ゲイリー・ヤン:GENIUS法とオンチェーン・シャドーマネー

GENIUS法がうまく施行されれば、仮想通貨が米ドルと国債の現在の金融的役割に及ぼしている破壊的な影響を巧みに中和し、仮想通貨の市場価値と流動性の成長を再び米ドルの支えに導くことになるだろう。

2025年5月26日、ワシントンD.C.にて執筆

2025年第2四半期、ちょうどいくつかの主要な暗号通貨カンファレンスが開催された頃、上院は19日に66対32の投票でGENIUS法案(米国ステーブルコインの国家的イノベーションの指導と確立)を可決しました。 1週間も経たないうちに、金融機関や暗号通貨関連機関は慌てて対応を続けました。
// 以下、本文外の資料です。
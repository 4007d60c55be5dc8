//! A single pass over the central directory, shared by any number of visitors.
//!
//! Building the name index, checking record counts, and whatever else a
//! caller wants to compute all need the same ordered sequence of headers.
//! Rather than walk the directory once per concern,
//! [`CentralDirectoryParser`] walks it once and hands each header to
//! every registered [`CentralDirectoryVisitor`].

use log::*;

use crate::codec::read_all;
use crate::data::ByteRange;
use crate::eocd::CentralDirectoryEndRecord;
use crate::format::{CENTRAL_DIRECTORY_MAGIC, LOCAL_FILE_HEADER_MAGIC};
use crate::header::FileHeader;
use crate::result::*;

/// Receives the contents of a central directory, in order.
///
/// Any error returned stops the parse and is passed back to its caller.
pub trait CentralDirectoryVisitor {
    /// Called once, before any headers
    fn visit_start(
        &mut self,
        _end_record: &CentralDirectoryEndRecord,
        _central_directory: &ByteRange,
    ) -> JarResult<()> {
        Ok(())
    }

    /// Called for each record, in directory order.
    ///
    /// `record_offset` is where the record starts in the central directory:
    /// the sum of the sizes of every record before it.
    fn visit_file_header(&mut self, header: &FileHeader, record_offset: usize) -> JarResult<()>;

    /// Called once, after the last header
    fn visit_end(&mut self) -> JarResult<()> {
        Ok(())
    }
}

/// Drives visitors over a source's central directory
#[derive(Default)]
pub struct CentralDirectoryParser<'v> {
    visitors: Vec<&'v mut dyn CentralDirectoryVisitor>,
}

impl<'v> CentralDirectoryParser<'v> {
    pub fn new() -> Self {
        Self::default()
    }

    /// Registers a visitor. Visitors are called in the order they're added.
    pub fn add_visitor(&mut self, visitor: &'v mut dyn CentralDirectoryVisitor) -> &mut Self {
        self.visitors.push(visitor);
        self
    }

    /// Parses the central directory of the archive in `source`,
    /// returning the archive proper: `source` minus any prefixed data,
    /// which is what every offset in the headers is relative to.
    ///
    /// If `validate_archive_start` is set, also check that the archive
    /// really starts where the End of central directory record says it does.
    pub fn parse(
        &mut self,
        source: &ByteRange,
        validate_archive_start: bool,
    ) -> JarResult<(ByteRange, CentralDirectoryEndRecord)> {
        let end_record = CentralDirectoryEndRecord::new(source);
        if !end_record.is_valid() {
            return Err(JarError::Malformed(
                "Couldn't find End Of Central Directory Record",
            ));
        }
        end_record.check_supported()?;

        let start = end_record.start_of_archive();
        let archive = source.subsection(start, source.len() - start)?;
        if start != 0 {
            debug!("Archive prepended with {start} bytes");
        }
        if validate_archive_start {
            check_archive_start(&archive, &end_record)?;
        }

        let central_directory = end_record.central_directory(source)?;
        for visitor in self.visitors.iter_mut() {
            visitor.visit_start(&end_record, &central_directory)?;
        }

        let directory = read_all(&central_directory)?;
        trace!(
            "{} entries at nominal offset {}",
            end_record.record_count(),
            end_record.central_directory_offset()
        );

        let mut offset = 0;
        for _ in 0..end_record.record_count() {
            if offset >= directory.len() {
                return Err(JarError::Malformed(
                    "Central directory has fewer records than its end record claims",
                ));
            }
            let header = FileHeader::load(&directory, offset)?;
            trace!("{:?}", header);
            for visitor in self.visitors.iter_mut() {
                visitor.visit_file_header(&header, offset)?;
            }
            offset += header.record_size();
        }

        if offset != directory.len() {
            if directory[offset..].starts_with(&CENTRAL_DIRECTORY_MAGIC) {
                return Err(JarError::Malformed(
                    "Central directory has more records than its end record claims",
                ));
            }
            warn!(
                "Ignoring {} unknown bytes at the end of the central directory",
                directory.len() - offset
            );
        }

        for visitor in self.visitors.iter_mut() {
            visitor.visit_end()?;
        }
        Ok((archive, end_record))
    }
}

/// Checks that the archive starts with a local file header,
/// or with the central directory if it has no entries.
fn check_archive_start(
    archive: &ByteRange,
    end_record: &CentralDirectoryEndRecord,
) -> JarResult<()> {
    let expected = if end_record.record_count() == 0 {
        if end_record.central_directory_size() == 0 {
            // Nothing but the end record.
            return Ok(());
        }
        &CENTRAL_DIRECTORY_MAGIC
    } else {
        &LOCAL_FILE_HEADER_MAGIC
    };
    if !archive.as_slice().starts_with(expected) {
        return Err(JarError::Malformed(
            "Archive doesn't start where its end record says it does",
        ));
    }
    Ok(())
}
ある友人は「市場全体が突然落ち着きを失った」と言った。

この法案の独自性は、世界の金融・経済システムの短期的および長期的な動向に重大な影響を及ぼす可能性を秘めている点にあります。その影響は、地面の真下で地震が発生するのと同じように、表面からより深いレベルまで、層状の波となって広がるでしょう。 GENIUS法がうまく施行されれば、仮想通貨が米ドルと国債の現在の金融的役割に及ぼしている破壊的な影響を巧みに中和し、仮想通貨の市場価値と流動性の成長を再び米ドルの支えに導くことになるだろう。この法律の本質は、価格のアンカーとしての米ドルの現在の優位性を長期的な価値のアンカーに転換することを目指しています。そういう意味では、「GENIUS」という名前はまさにふさわしいと言えるでしょう。
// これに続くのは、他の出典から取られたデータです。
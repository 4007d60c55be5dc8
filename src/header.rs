//! Central directory file headers

use bytes::Bytes;
use chrono::NaiveDateTime;

use crate::ascii::AsciiBytes;
use crate::codec::*;
use crate::format::{self, CompressionMethod, CENTRAL_DIRECTORY_MAGIC};
use crate::result::*;

/// One record from the central directory
///
/// Each of these describes a file or folder stored in the archive.
/// The name, extra field, and comment are views into the central directory
/// they were parsed from; nothing is copied.
#[derive(Debug, Clone)]
pub struct FileHeader {
    pub version_made_by: u16,
    pub minimum_extract_version: u16,
    pub flags: u16,
    pub compression_method: u16,
    pub last_modified_time: u16,
    pub last_modified_date: u16,
    pub crc32: u32,
    pub compressed_size: u32,
    pub uncompressed_size: u32,
    pub disk_number: u16,
    pub internal_file_attributes: u16,
    pub external_file_attributes: u32,
    /// Offset of the entry's local header, relative to the start of the archive
    pub local_header_offset: u32,
    pub name: AsciiBytes,
    pub extra: Bytes,
    pub comment: AsciiBytes,
}

impl FileHeader {
    /// Size of a record, sans name, extra field, and comment
    pub const FIXED_SIZE: usize = 46;

    /// Parses the record starting at `offset` in `buffer`
    /// (a whole central directory, usually).
    pub fn load(buffer: &Bytes, offset: usize) -> JarResult<Self> {
        // 4.3.12  Central directory structure:
        //
        //   central file header signature   4 bytes  (0x02014b50)
        //   version made by                 2 bytes
        //   version needed to extract       2 bytes
        //   general purpose bit flag        2 bytes
        //   compression method              2 bytes
        //   last mod file time              2 bytes
        //   last mod file date              2 bytes
        //   crc-32                          4 bytes
        //   compressed size                 4 bytes
        //   uncompressed size               4 bytes
        //   file name length                2 bytes
        //   extra field length              2 bytes
        //   file comment length             2 bytes
        //   disk number start               2 bytes
        //   internal file attributes        2 bytes
        //   external file attributes        4 bytes
        //   relative offset of local header 4 bytes
        //
        //   file name (variable size)
        //   extra field (variable size)
        //   file comment (variable size)
        let available = buffer.len().saturating_sub(offset);
        if available < Self::FIXED_SIZE {
            return Err(JarError::TruncatedRecord {
                offset,
                needed: Self::FIXED_SIZE,
                available,
            });
        }
        let mut entry = &buffer[offset..offset + Self::FIXED_SIZE];
        if entry[..4] != CENTRAL_DIRECTORY_MAGIC {
            return Err(JarError::Malformed("Invalid central directory file header"));
        }
        entry = &entry[4..];
        let version_made_by = read_u16(&mut entry);
        let minimum_extract_version = read_u16(&mut entry);
        let flags = read_u16(&mut entry);
        let compression_method = read_u16(&mut entry);
        let last_modified_time = read_u16(&mut entry);
        let last_modified_date = read_u16(&mut entry);
        let crc32 = read_u32(&mut entry);
        let compressed_size = read_u32(&mut entry);
        let uncompressed_size = read_u32(&mut entry);
        let name_length = read_u16(&mut entry) as usize;
        let extra_length = read_u16(&mut entry) as usize;
        let comment_length = read_u16(&mut entry) as usize;
        let disk_number = read_u16(&mut entry);
        let internal_file_attributes = read_u16(&mut entry);
        let external_file_attributes = read_u32(&mut entry);
        let local_header_offset = read_u32(&mut entry);

        let needed = Self::FIXED_SIZE + name_length + extra_length + comment_length;
        if available < needed {
            return Err(JarError::TruncatedRecord {
                offset,
                needed,
                available,
            });
        }
        let name_start = offset + Self::FIXED_SIZE;
        let extra_start = name_start + name_length;
        let comment_start = extra_start + extra_length;

        Ok(Self {
            version_made_by,
            minimum_extract_version,
            flags,
            compression_method,
            last_modified_time,
            last_modified_date,
            crc32,
            compressed_size,
            uncompressed_size,
            disk_number,
            internal_file_attributes,
            external_file_attributes,
            local_header_offset,
            name: AsciiBytes::new(buffer.slice(name_start..extra_start)),
            extra: buffer.slice(extra_start..comment_start),
            comment: AsciiBytes::new(buffer.slice(comment_start..comment_start + comment_length)),
        })
    }

    /// Size of this record in the central directory;
    /// the next record starts this far after this one.
    pub fn record_size(&self) -> usize {
        Self::FIXED_SIZE + self.name.len() + self.extra.len() + self.comment.len()
    }

    pub fn method(&self) -> CompressionMethod {
        CompressionMethod::from_u16(self.compression_method)
    }

    pub fn is_directory(&self) -> bool {
        self.name.ends_with("/")
    }

    pub fn is_encrypted(&self) -> bool {
        format::is_encrypted(self.flags)
    }

    pub fn last_modified(&self) -> Option<NaiveDateTime> {
        format::parse_msdos(self.last_modified_time, self.last_modified_date)
    }
}

#[cfg(test)]
mod test {
    use super::*;

    fn record(name: &[u8], extra: &[u8], comment: &[u8]) -> Vec<u8> {
        let mut bytes = CENTRAL_DIRECTORY_MAGIC.to_vec();
        bytes.extend_from_slice(&0x031eu16.to_le_bytes()); // made by Unix, 3.0
        bytes.extend_from_slice(&20u16.to_le_bytes());
        bytes.extend_from_slice(&(1u16 << 11).to_le_bytes()); // UTF-8 names
        bytes.extend_from_slice(&8u16.to_le_bytes());
        bytes.extend_from_slice(&0u16.to_le_bytes()); // time
        bytes.extend_from_slice(&0x5021u16.to_le_bytes()); // 2020-01-01
        bytes.extend_from_slice(&0x12345678u32.to_le_bytes());
        bytes.extend_from_slice(&10u32.to_le_bytes());
        bytes.extend_from_slice(&20u32.to_le_bytes());
        bytes.extend_from_slice(&(name.len() as u16).to_le_bytes());
        bytes.extend_from_slice(&(extra.len() as u16).to_le_bytes());
        bytes.extend_from_slice(&(comment.len() as u16).to_le_bytes());
        bytes.extend_from_slice(&0u16.to_le_bytes()); // disk
        bytes.extend_from_slice(&0u16.to_le_bytes());
        bytes.extend_from_slice(&0o100644u32.wrapping_shl(16).to_le_bytes());
        bytes.extend_from_slice(&1234u32.to_le_bytes());
        bytes.extend_from_slice(name);
        bytes.extend_from_slice(extra);
        bytes.extend_from_slice(comment);
        bytes
    }

    #[test]
    fn loads_fields_and_tails() {
        let mut bytes = vec![0xAA; 7]; // Junk before the record
        bytes.extend_from_slice(&record(b"test/entry.name", b"Extra", b"Hello"));
        let buffer = Bytes::from(bytes);

        let header = FileHeader::load(&buffer, 7).unwrap();
        assert_eq!(header.name, "test/entry.name");
        assert_eq!(&header.extra[..], b"Extra");
        assert_eq!(header.comment, "Hello");
        assert_eq!(header.record_size(), 46 + 15 + 5 + 5);
        assert_eq!(header.method(), CompressionMethod::Deflate);
        assert_eq!(header.crc32, 0x12345678);
        assert_eq!(header.compressed_size, 10);
        assert_eq!(header.uncompressed_size, 20);
        assert_eq!(header.local_header_offset, 1234);
        assert_eq!(header.version_made_by >> 8, 3);
        assert!(!header.is_directory());
        assert!(!header.is_encrypted());
        assert_eq!(
            header.last_modified().unwrap().to_string(),
            "2020-01-01 00:00:00"
        );
        // Views, not copies
        assert_eq!(header.name.as_bytes().as_ptr(), buffer[7 + 46..].as_ptr());
    }

    #[test]
    fn back_to_back_records() {
        let mut bytes = record(b"dir/", b"", b"");
        bytes.extend_from_slice(&record(b"dir/file", b"", b"c"));
        let buffer = Bytes::from(bytes);

        let first = FileHeader::load(&buffer, 0).unwrap();
        assert!(first.is_directory());
        let second = FileHeader::load(&buffer, first.record_size()).unwrap();
        assert_eq!(second.name, "dir/file");
        assert_eq!(first.record_size() + second.record_size(), buffer.len());
    }

    #[test]
    fn truncation() {
        let bytes = record(b"name", b"extra", b"comment");
        let buffer = Bytes::from(bytes[..bytes.len() - 1].to_vec());
        match FileHeader::load(&buffer, 0) {
            Err(JarError::TruncatedRecord {
                offset: 0,
                needed: 62,
                available: 61,
            }) => {}
            other => panic!("Expected truncation, got {:?}", other),
        }

        let buffer = Bytes::from(bytes[..45].to_vec());
        assert!(matches!(
            FileHeader::load(&buffer, 0),
            Err(JarError::TruncatedRecord { needed: 46, .. })
        ));
        assert!(matches!(
            FileHeader::load(&buffer, 100),
            Err(JarError::TruncatedRecord { available: 0, .. })
        ));
    }

    #[test]
    fn bad_signature() {
        let mut bytes = record(b"name", b"", b"");
        bytes[2] = 3;
        assert!(matches!(
            FileHeader::load(&Bytes::from(bytes), 0),
            Err(JarError::Malformed(_))
        ));
    }
}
先週ニューヨークで開催された会議での議論に基づいて、関連する以下の問題が暫定的にまとめられました。

要約

1.米ドルのコントロールが弱まる根本的な理由。

2. 暗号通貨による世界通貨システムの混乱に直面した際の戦略的なトレードオフと前進から後退の決断。

3.GENIUS法の名目上の目的と実質的な目的

4. DeFi による法定通貨世界への再ステーキングとシャドーマネーの貨幣乗数効果からの洞察。

5.金、米ドル、暗号通貨ステーブルコイン

6.法案成立後の世界市場の反応と金融取引および資産の劇的な変化。

1.米ドルのコントロールが弱まる根本的な理由

世界経済に対する米ドルの影響力と支配力の低下は、多面にわたるさまざまな要因に起因しています。長期的な視点で見ると、大航海時代から第二次世界大戦を通じて蓄積された資源の配当はほぼ使い果たされている。短期的な視点から見ると、経済政策介入の有効性は着実に弱まっています。しかし、現在の状況を引き起こしている主な要因は、次の 4 つの重要な点に要約できます。

i) 世界経済と国家力の急速な発展により、世界貿易と金融決済の唯一の手段として米ドルを使用する必要性は低下しました。ドルに依存しない独自の貿易・通貨決済システムを構築する国や地域が増えています。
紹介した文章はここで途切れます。